Access method tuning
There are a few different issues to consider when tuning the performance of Berkeley DB access method applications.
access method
An application’s choice of a database access method can significantly affect performance. Applications using fixed-length records and integer keys are likely to get better performance from the Queue access method. Applications using variable-length records are likely to get better performance from the Btree access method, as it tends to be faster for most applications than either the Hash or Recno access methods. Because the access method APIs are largely identical between the Berkeley DB access methods, it is easy for applications to benchmark the different access methods against each other. See Selecting an access method for more information.
cache size
The Berkeley DB database cache defaults to a fairly small size, and most applications concerned with performance will want to set it explicitly. Using a too-small cache will result in horrible performance. The first step in tuning the cache size is to use the db_stat utility (or the statistics returned by the DB->stat() function) to measure the effectiveness of the cache. The goal is to maximize the cache’s hit rate without adversely affecting memory management in the operating system. Typically, increasing the size of the cache until the hit rate reaches 100% or levels off will yield the best performance. However, if your working set is sufficiently large, you will be limited by the system’s available physical memory. Depending on the virtual memory and file system buffering policies of your system, and the requirements of other applications, the maximum cache size will be some amount smaller than the size of physical memory. If you find that the db_stat utility shows that increasing the cache size improves your hit rate, but performance is not improving (or is getting worse), then it’s likely you’ve hit other system limitations. At this point, you should review the system’s swapping/paging activity and limit the size of the cache to the maximum size possible without triggering paging activity. Finally, always remember to make your measurements under conditions as close as possible to the conditions your deployed application will run under, and to test your final choices under worst-case conditions.
shared memory
By default, Berkeley DB creates its database environment shared regions in filesystem backed memory. Some systems do not distinguish between regular filesystem pages and memory-mapped pages backed by the filesystem, when selecting dirty pages to be flushed back to disk. For this reason, dirtying pages in the Berkeley DB cache may cause intense filesystem activity, typically when the filesystem sync thread or process is run. In some cases, this can dramatically affect application throughput. The workaround to this problem is to create the shared regions in system shared memory (DB_SYSTEM_MEM) or application private memory (DB_PRIVATE), or, in cases where this behavior is configurable, to turn off the operating system’s flushing of memory-mapped pages.
large key/data items
Storing large key/data items in a database can alter the performance characteristics of Btree, Hash and Recno databases. The first parameter to consider is the database page size. When a key/data item is too large to be placed on a database page, it is stored on “overflow” pages that are maintained outside of the normal database structure (typically, items that are larger than one-quarter of the page size are deemed to be too large). Accessing these overflow pages requires at least one additional page reference over a normal access, so it is usually better to increase the page size than to create a database with a large number of overflow pages. Use the db_stat utility (or the statistics returned by the DB->stat() method) to review the number of overflow pages in the database.
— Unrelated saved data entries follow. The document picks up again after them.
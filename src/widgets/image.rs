//! Image widget: a texture or file scaled uniformly into its box.

use std::any::Any;

use crate::error::Result;
use crate::geometry::{Color, Rect, Size};
use crate::layout::LayoutCx;
use crate::render::{ImageSource, RenderCx};
use crate::widget::Widget;

/// Shows an image at its natural size, scaled down uniformly when the
/// available space is smaller. The image is centered in its render box.
#[derive(Debug, Clone)]
pub struct Image {
    source: ImageSource,
    natural: Size,
    tint: Color,
}

impl Image {
    pub fn new(source: ImageSource, natural: Size) -> Self {
        Self {
            source,
            natural: natural.non_negative(),
            tint: Color::WHITE,
        }
    }

    pub fn with_tint(mut self, tint: Color) -> Self {
        self.tint = tint;
        self
    }

    pub fn source(&self) -> &ImageSource {
        &self.source
    }

    /// Largest size with the natural aspect ratio that fits `bounds`.
    fn fit(&self, bounds: Size) -> Size {
        if self.natural.is_empty() {
            return Size::ZERO;
        }
        let sx = bounds.width / self.natural.width;
        let sy = bounds.height / self.natural.height;
        let scale = sx.min(sy).min(1.0);
        Size::new(self.natural.width * scale, self.natural.height * scale)
    }
}

impl Widget for Image {
    fn type_name(&self) -> &'static str {
        "Image"
    }

    fn measure_core(&mut self, _cx: &mut LayoutCx<'_>, available: Size) -> Result<Size> {
        Ok(self.fit(available))
    }

    fn render(&self, cx: &mut RenderCx<'_>) -> Result<()> {
        let size = cx.size();
        let drawn = self.fit(size);
        if drawn.is_empty() {
            return Ok(());
        }
        let rect = Rect::new(
            (size.width - drawn.width) / 2.0,
            (size.height - drawn.height) / 2.0,
            drawn.width,
            drawn.height,
        );
        cx.image(rect, self.source.clone(), self.tint);
        Ok(())
    }

    fn clone_widget(&self) -> Box<dyn Widget> {
        Box::new(self.clone())
    }

    fn as_any(&self) -> &dyn Any {
        self
    }

    fn as_any_mut(&mut self) -> &mut dyn Any {
        self
    }
}
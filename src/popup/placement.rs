//! Popup placement: anchor, offset, monitor selection, edge flipping and
//! work-area clamping. All rectangles are in screen coordinates.

use crate::geometry::{Point, Rect, Size};
use crate::property::impl_enum_value;

/// Where a popup goes relative to its placement target.
#[derive(Debug, Clone, Copy, PartialEq, Eq, Hash, Default)]
pub enum PlacementMode {
    /// At the offset, in screen coordinates. Ignores the target.
    Absolute,
    /// Target's top-left corner.
    Relative,
    /// Below the target, left edges aligned.
    #[default]
    Bottom,
    /// Above the target.
    Top,
    /// Left of the target, top edges aligned.
    Left,
    /// Right of the target.
    Right,
    /// Centered on the target.
    Center,
    /// At the pointer position.
    Mouse,
}

impl_enum_value!(
    PlacementMode,
    "PlacementMode",
    [Absolute, Relative, Bottom, Top, Left, Right, Center, Mouse]
);

impl PlacementMode {
    fn needs_target(self) -> bool {
        !matches!(self, PlacementMode::Absolute | PlacementMode::Mouse)
    }

    fn opposite(self) -> Option<PlacementMode> {
        match self {
            PlacementMode::Bottom => Some(PlacementMode::Top),
            PlacementMode::Top => Some(PlacementMode::Bottom),
            PlacementMode::Left => Some(PlacementMode::Right),
            PlacementMode::Right => Some(PlacementMode::Left),
            _ => None,
        }
    }
}

/// A display and the part of it available to windows.
#[derive(Debug, Clone, Copy, PartialEq)]
pub struct Monitor {
    pub bounds: Rect,
    pub work_area: Rect,
}

impl Monitor {
    /// A monitor whose work area is its whole bounds.
    pub fn new(bounds: Rect) -> Self {
        Self {
            bounds,
            work_area: bounds,
        }
    }

    pub fn with_work_area(mut self, work_area: Rect) -> Self {
        self.work_area = work_area;
        self
    }
}

/// Inputs to [`place_popup`].
#[derive(Debug, Clone, Copy, PartialEq)]
pub struct PlacementRequest {
    pub mode: PlacementMode,
    /// Target bounds in screen coordinates, if the target is available.
    pub target: Option<Rect>,
    /// `(HorizontalOffset, VerticalOffset)`.
    pub offset: Point,
    /// Popup size.
    pub size: Size,
    /// Pointer position for [`PlacementMode::Mouse`].
    pub pointer: Option<Point>,
}

impl PlacementRequest {
    pub fn new(mode: PlacementMode, target: Option<Rect>, size: Size) -> Self {
        Self {
            mode,
            target,
            offset: Point::ZERO,
            size,
            pointer: None,
        }
    }

    pub fn with_offset(mut self, offset: Point) -> Self {
        self.offset = offset;
        self
    }

    pub fn with_pointer(mut self, pointer: Point) -> Self {
        self.pointer = Some(pointer);
        self
    }
}

/// Screen position of the popup's top-left corner.
///
/// Modes that need a target fall back to `Absolute` when it is missing.
/// The monitor is the one whose work area contains the target center (else
/// the nearest by center distance). `Bottom/Top/Left/Right` flip to the
/// opposite side when that overflows the work area less. Finally the rect is
/// moved inside the work area. With no monitors, the unclamped position is
/// returned.
pub fn place_popup(request: &PlacementRequest, monitors: &[Monitor]) -> Point {
    let mode = match (request.mode.needs_target(), request.target) {
        (true, None) => PlacementMode::Absolute,
        _ => request.mode,
    };
    let candidate = |mode: PlacementMode| {
        Rect::from_origin_size(anchor(mode, request) + request.offset, request.size)
    };
    let mut rect = candidate(mode);

    let reference = request
        .target
        .filter(|_| mode.needs_target())
        .map(Rect::center)
        .unwrap_or_else(|| rect.center());
    let Some(monitor) = pick_monitor(monitors, reference) else {
        return rect.origin();
    };
    let area = monitor.work_area;

    let overflow = rect.overflow_outside(area);
    if overflow > 0.0 {
        if let Some(opposite) = mode.opposite() {
            let flipped = candidate(opposite);
            if flipped.overflow_outside(area) < overflow {
                rect = flipped;
            }
        }
    }

    clamp_into(rect, area)
}

fn anchor(mode: PlacementMode, request: &PlacementRequest) -> Point {
    let size = request.size;
    let target = request.target.unwrap_or(Rect::EMPTY);
    match mode {
        PlacementMode::Absolute => Point::ZERO,
        PlacementMode::Relative => target.origin(),
        PlacementMode::Bottom => Point::new(target.x, target.bottom()),
        PlacementMode::Top => Point::new(target.x, target.y - size.height),
        PlacementMode::Left => Point::new(target.x - size.width, target.y),
        PlacementMode::Right => Point::new(target.right(), target.y),
        PlacementMode::Center => {
            let c = target.center();
            Point::new(c.x - size.width / 2.0, c.y - size.height / 2.0)
        }
        PlacementMode::Mouse => request.pointer.unwrap_or(Point::ZERO),
    }
}

fn pick_monitor(monitors: &[Monitor], point: Point) -> Option<&Monitor> {
    monitors
        .iter()
        .find(|m| m.work_area.contains(point))
        .or_else(|| {
            monitors.iter().min_by(|a, b| {
                let da = a.work_area.center().distance(point);
                let db = b.work_area.center().distance(point);
                da.total_cmp(&db)
            })
        })
}

fn clamp_into(rect: Rect, area: Rect) -> Point {
    let clamp = |pos: f32, len: f32, start: f32, end: f32| {
        if len >= end - start {
            start
        } else {
            pos.max(start).min(end - len)
        }
    };
    Point::new(
        clamp(rect.x, rect.width, area.x, area.right()),
        clamp(rect.y, rect.height, area.y, area.bottom()),
    )
}

// ===========================================================================
// Tests
// ===========================================================================
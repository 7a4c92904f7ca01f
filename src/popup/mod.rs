//! Popups: placement, platform surfaces, per-popup roots and the service
//! that keeps them in step with `IsOpen`.

pub mod placement;
pub mod platform;
pub mod root;
pub mod service;

pub use placement::{place_popup, Monitor, PlacementMode, PlacementRequest};
pub use platform::{HeadlessHandle, HeadlessPlatform, Platform, PopupSurface, SurfaceRecord};
pub use root::{PopupAnimation, PopupRoot, FADE_DURATION};
pub use service::PopupService;
//! Layout: the measure/arrange engine and the taffy-backed flex helper.

pub mod engine;
pub mod flex;

pub use engine::{update_layout, LayoutCx};
pub use flex::{compute_flex, FlexAlign, FlexDirection, FlexItem, FlexJustify, FlexParams};
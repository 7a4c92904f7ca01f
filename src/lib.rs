//! # vellum
//!
//! A retained-mode UI core: dependency properties, an element tree with
//! measure/arrange layout, routed input and focus, and a render-list frame
//! pipeline that hands flat command lists to a pluggable renderer.
//!
//! vellum does not open windows or talk to a GPU itself. A host supplies a
//! [`render::Renderer`] per surface and a [`popup::Platform`] for popup
//! windows; the crate ships recording and headless implementations of both
//! for tests.
//!
//! ## Core Systems
//!
//! - **[`property`]** — Dependency property registry, typed handles, value levels
//! - **[`tree`]** — Slotmap-backed element arena: visual/logical trees, values, name scopes, templates
//! - **[`layout`]** — Measure/arrange with invalidation, taffy-backed flex panel
//! - **[`widget`]** — Widget trait: measure, arrange and render hooks
//! - **[`widgets`]** — Built-in panels, shapes, text, image and Popup
//! - **[`event`]** — Platform input, routed events, input bindings, the input manager
//! - **[`focus`]** — Keyboard focus and tab/directional navigation
//! - **[`render`]** — Render commands, tree builder, renderer trait, RenderHost
//! - **[`popup`]** — Popup placement, surfaces and the popup service
//! - **[`window`]** / **[`app`]** — Windows and the application frame loop
//! - **[`testing`]** — Headless Pilot and render-list snapshots

// Foundation
pub mod error;
pub mod geometry;
pub mod logging;
pub mod dispatcher;

// Core systems
pub mod property;
pub mod tree;
pub mod layout;

// Widget system
pub mod widget;
pub mod widgets;

// Input
pub mod event;
pub mod focus;

// Rendering
pub mod render;
pub mod popup;

// Application
pub mod window;
pub mod app;

// Test tooling
pub mod testing;

pub use error::{Result, UiError};
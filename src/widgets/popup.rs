//! Popup widget: the in-tree anchor for content shown on its own surface.
//!
//! The popup element itself takes no space and draws nothing in its owner's
//! frame. Its content is a logical-only child, so it inherits values and
//! resolves names through the popup while being laid out, drawn and hit
//! tested by a [`PopupRoot`](crate::popup::PopupRoot).

use std::any::Any;

use crate::error::Result;
use crate::geometry::{Point, Rect, Size};
use crate::layout::LayoutCx;
use crate::tree::{ElementId, ElementTree};
use crate::widget::Widget;

/// See the module docs. Open and place it with the `Popup.*` properties in
/// [`crate::property::core`].
///
/// # Examples
///
/// ```ignore
/// let popup = tree.create(Popup::new());
/// tree.append_child(window_root, popup);
/// Popup::set_child(&mut tree, popup, menu);
/// tree.set_value(popup, PLACEMENT_TARGET, Some(button))?;
/// tree.set_value(popup, IS_OPEN, true)?;
/// ```
#[derive(Debug, Clone, Default)]
pub struct Popup;

impl Popup {
    pub fn new() -> Self {
        Self
    }

    /// The popup's content element.
    pub fn child(tree: &ElementTree, popup: ElementId) -> Option<ElementId> {
        tree.logical_children(popup)
            .iter()
            .copied()
            .find(|&c| tree.visual_parent(c).is_none())
    }

    /// Replace the content. The previous content is detached and returned;
    /// it stays alive.
    pub fn set_child(tree: &mut ElementTree, popup: ElementId, child: ElementId) -> Option<ElementId> {
        let old = Popup::child(tree, popup);
        if old == Some(child) {
            return None;
        }
        if let Some(old) = old {
            tree.remove_logical_child(popup, old);
        }
        tree.add_logical_child(popup, child);
        tree.invalidate_measure(child);
        old
    }

    /// Detach the content and return it.
    pub fn clear_child(tree: &mut ElementTree, popup: ElementId) -> Option<ElementId> {
        let old = Popup::child(tree, popup)?;
        tree.remove_logical_child(popup, old);
        Some(old)
    }
}

impl Widget for Popup {
    fn type_name(&self) -> &'static str {
        "Popup"
    }

    fn measure_core(&mut self, _cx: &mut LayoutCx<'_>, _available: Size) -> Result<Size> {
        Ok(Size::ZERO)
    }

    fn arrange_core(&mut self, _cx: &mut LayoutCx<'_>, _size: Size) -> Result<Size> {
        Ok(Size::ZERO)
    }

    fn hit_test_core(&self, _point: Point, _bounds: Rect) -> bool {
        false
    }

    fn clone_widget(&self) -> Box<dyn Widget> {
        Box::new(self.clone())
    }

    fn as_any(&self) -> &dyn Any {
        self
    }

    fn as_any_mut(&mut self) -> &mut dyn Any {
        self
    }
}

// ===========================================================================
// Tests
// ===========================================================================
//! Rectangle widget: a filled and stroked box.

use std::any::Any;

use crate::error::Result;
use crate::geometry::Color;
use crate::render::RenderCx;
use crate::widget::Widget;

/// A box that fills its render size. Its content size is zero, so it takes
/// its size from `Width`/`Height` or from stretch alignment.
#[derive(Debug, Clone)]
pub struct Rectangle {
    fill: Color,
    stroke: Color,
    stroke_width: f32,
    corner_radius: f32,
}

impl Default for Rectangle {
    fn default() -> Self {
        Self {
            fill: Color::TRANSPARENT,
            stroke: Color::TRANSPARENT,
            stroke_width: 0.0,
            corner_radius: 0.0,
        }
    }
}

impl Rectangle {
    pub fn new() -> Self {
        Self::default()
    }

    pub fn with_fill(mut self, fill: Color) -> Self {
        self.fill = fill;
        self
    }

    pub fn with_stroke(mut self, stroke: Color, width: f32) -> Self {
        self.stroke = stroke;
        self.stroke_width = width.max(0.0);
        self
    }

    pub fn with_corner_radius(mut self, radius: f32) -> Self {
        self.corner_radius = radius.max(0.0);
        self
    }

    pub fn fill(&self) -> Color {
        self.fill
    }

    pub fn set_fill(&mut self, fill: Color) {
        self.fill = fill;
    }
}

impl Widget for Rectangle {
    fn type_name(&self) -> &'static str {
        "Rectangle"
    }

    fn render(&self, cx: &mut RenderCx<'_>) -> Result<()> {
        let stroked = self.stroke_width > 0.0 && !self.stroke.is_transparent();
        if self.fill.is_transparent() && !stroked {
            return Ok(());
        }
        cx.rectangle(
            cx.bounds(),
            self.fill,
            self.stroke,
            self.stroke_width,
            self.corner_radius,
        );
        Ok(())
    }

    fn clone_widget(&self) -> Box<dyn Widget> {
        Box::new(self.clone())
    }

    fn as_any(&self) -> &dyn Any {
        self
    }

    fn as_any_mut(&mut self) -> &mut dyn Any {
        self
    }
}

#[cfg(test)]
mod tests {
    use std::sync::Arc;

    use super::*;
    use crate::geometry::{Rect, Size};
    use crate::layout::update_layout;
    use crate::property::PropertyRegistry;
    use crate::render::{RenderCommand, RenderTreeBuilder};
    use crate::tree::ElementTree;

    #[test]
    fn stroke_only_rectangle_still_draws() {
        let mut tree = ElementTree::new(Arc::new(PropertyRegistry::new()));
        let rect = tree.create(Rectangle::new().with_stroke(Color::BLACK, 2.0).with_corner_radius(3.0));
        update_layout(&mut tree, rect, Size::new(10.0, 10.0));
        let list = RenderTreeBuilder::new().build(&tree, rect);
        assert_eq!(
            list.commands()[1],
            RenderCommand::Rectangle {
                rect: Rect::new(0.0, 0.0, 10.0, 10.0),
                fill: Color::TRANSPARENT,
                stroke: Color::BLACK,
                stroke_width: 2.0,
                corner_radius: 3.0,
            }
        );
    }

    #[test]
    fn invisible_rectangle_is_skipped() {
        let mut tree = ElementTree::new(Arc::new(PropertyRegistry::new()));
        let rect = tree.create(Rectangle::new());
        update_layout(&mut tree, rect, Size::new(10.0, 10.0));
        assert_eq!(RenderTreeBuilder::new().build(&tree, rect).draw_count(), 0);
    }
}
The second issue is using large key/data items instead of duplicate data items. While this can offer performance gains to some applications (because it is possible to retrieve several data items in a single get call), once the key/data items are large enough to be pushed off-page, they will slow the application down. Using duplicate data items is usually the better choice in the long run.
A common question when tuning Berkeley DB applications is scalability. For example, people will ask why, when adding additional threads or processes to an application, the overall database throughput decreases, even when all of the operations are read-only queries.
First, while read-only operations are logically concurrent, they still have to acquire mutexes on internal Berkeley DB data structures. For example, when searching a linked list and looking for a database page, the linked list has to be locked against other threads of control attempting to add or remove pages from the linked list. The more threads of control you add, the more contention there will be for those shared data structure resources.
Second, once contention starts happening, applications will also start to see threads of control convoy behind locks (especially on architectures supporting only test-and-set spin mutexes, rather than blocking mutexes). On test-and-set architectures, threads of control waiting for locks must attempt to acquire the mutex, sleep, check the mutex again, and so on. Each failed check of the mutex and subsequent sleep wastes CPU and decreases the overall throughput of the system.
Third, every time a thread acquires a shared mutex, it has to shoot down other references to that memory in every other CPU on the system. Many modern snoopy cache architectures have slow shoot down characteristics.
Fourth, schedulers don’t care what application-specific mutexes a thread of control might hold when de-scheduling a thread. If a thread of control is descheduled while holding a shared data structure mutex, other threads of control will be blocked until the scheduler decides to run the blocking thread of control again. The more threads of control that are running, the smaller their quanta of CPU time, and the more likely they will be descheduled while holding a Berkeley DB mutex.
The results of adding new threads of control to an application, on the application’s throughput, is application and hardware specific and almost entirely dependent on the application’s data access pattern and hardware. In general, using operating systems that support blocking mutexes will often make a tremendous difference, and limiting threads of control to to some small multiple of the number of CPUs is usually the right choice to make.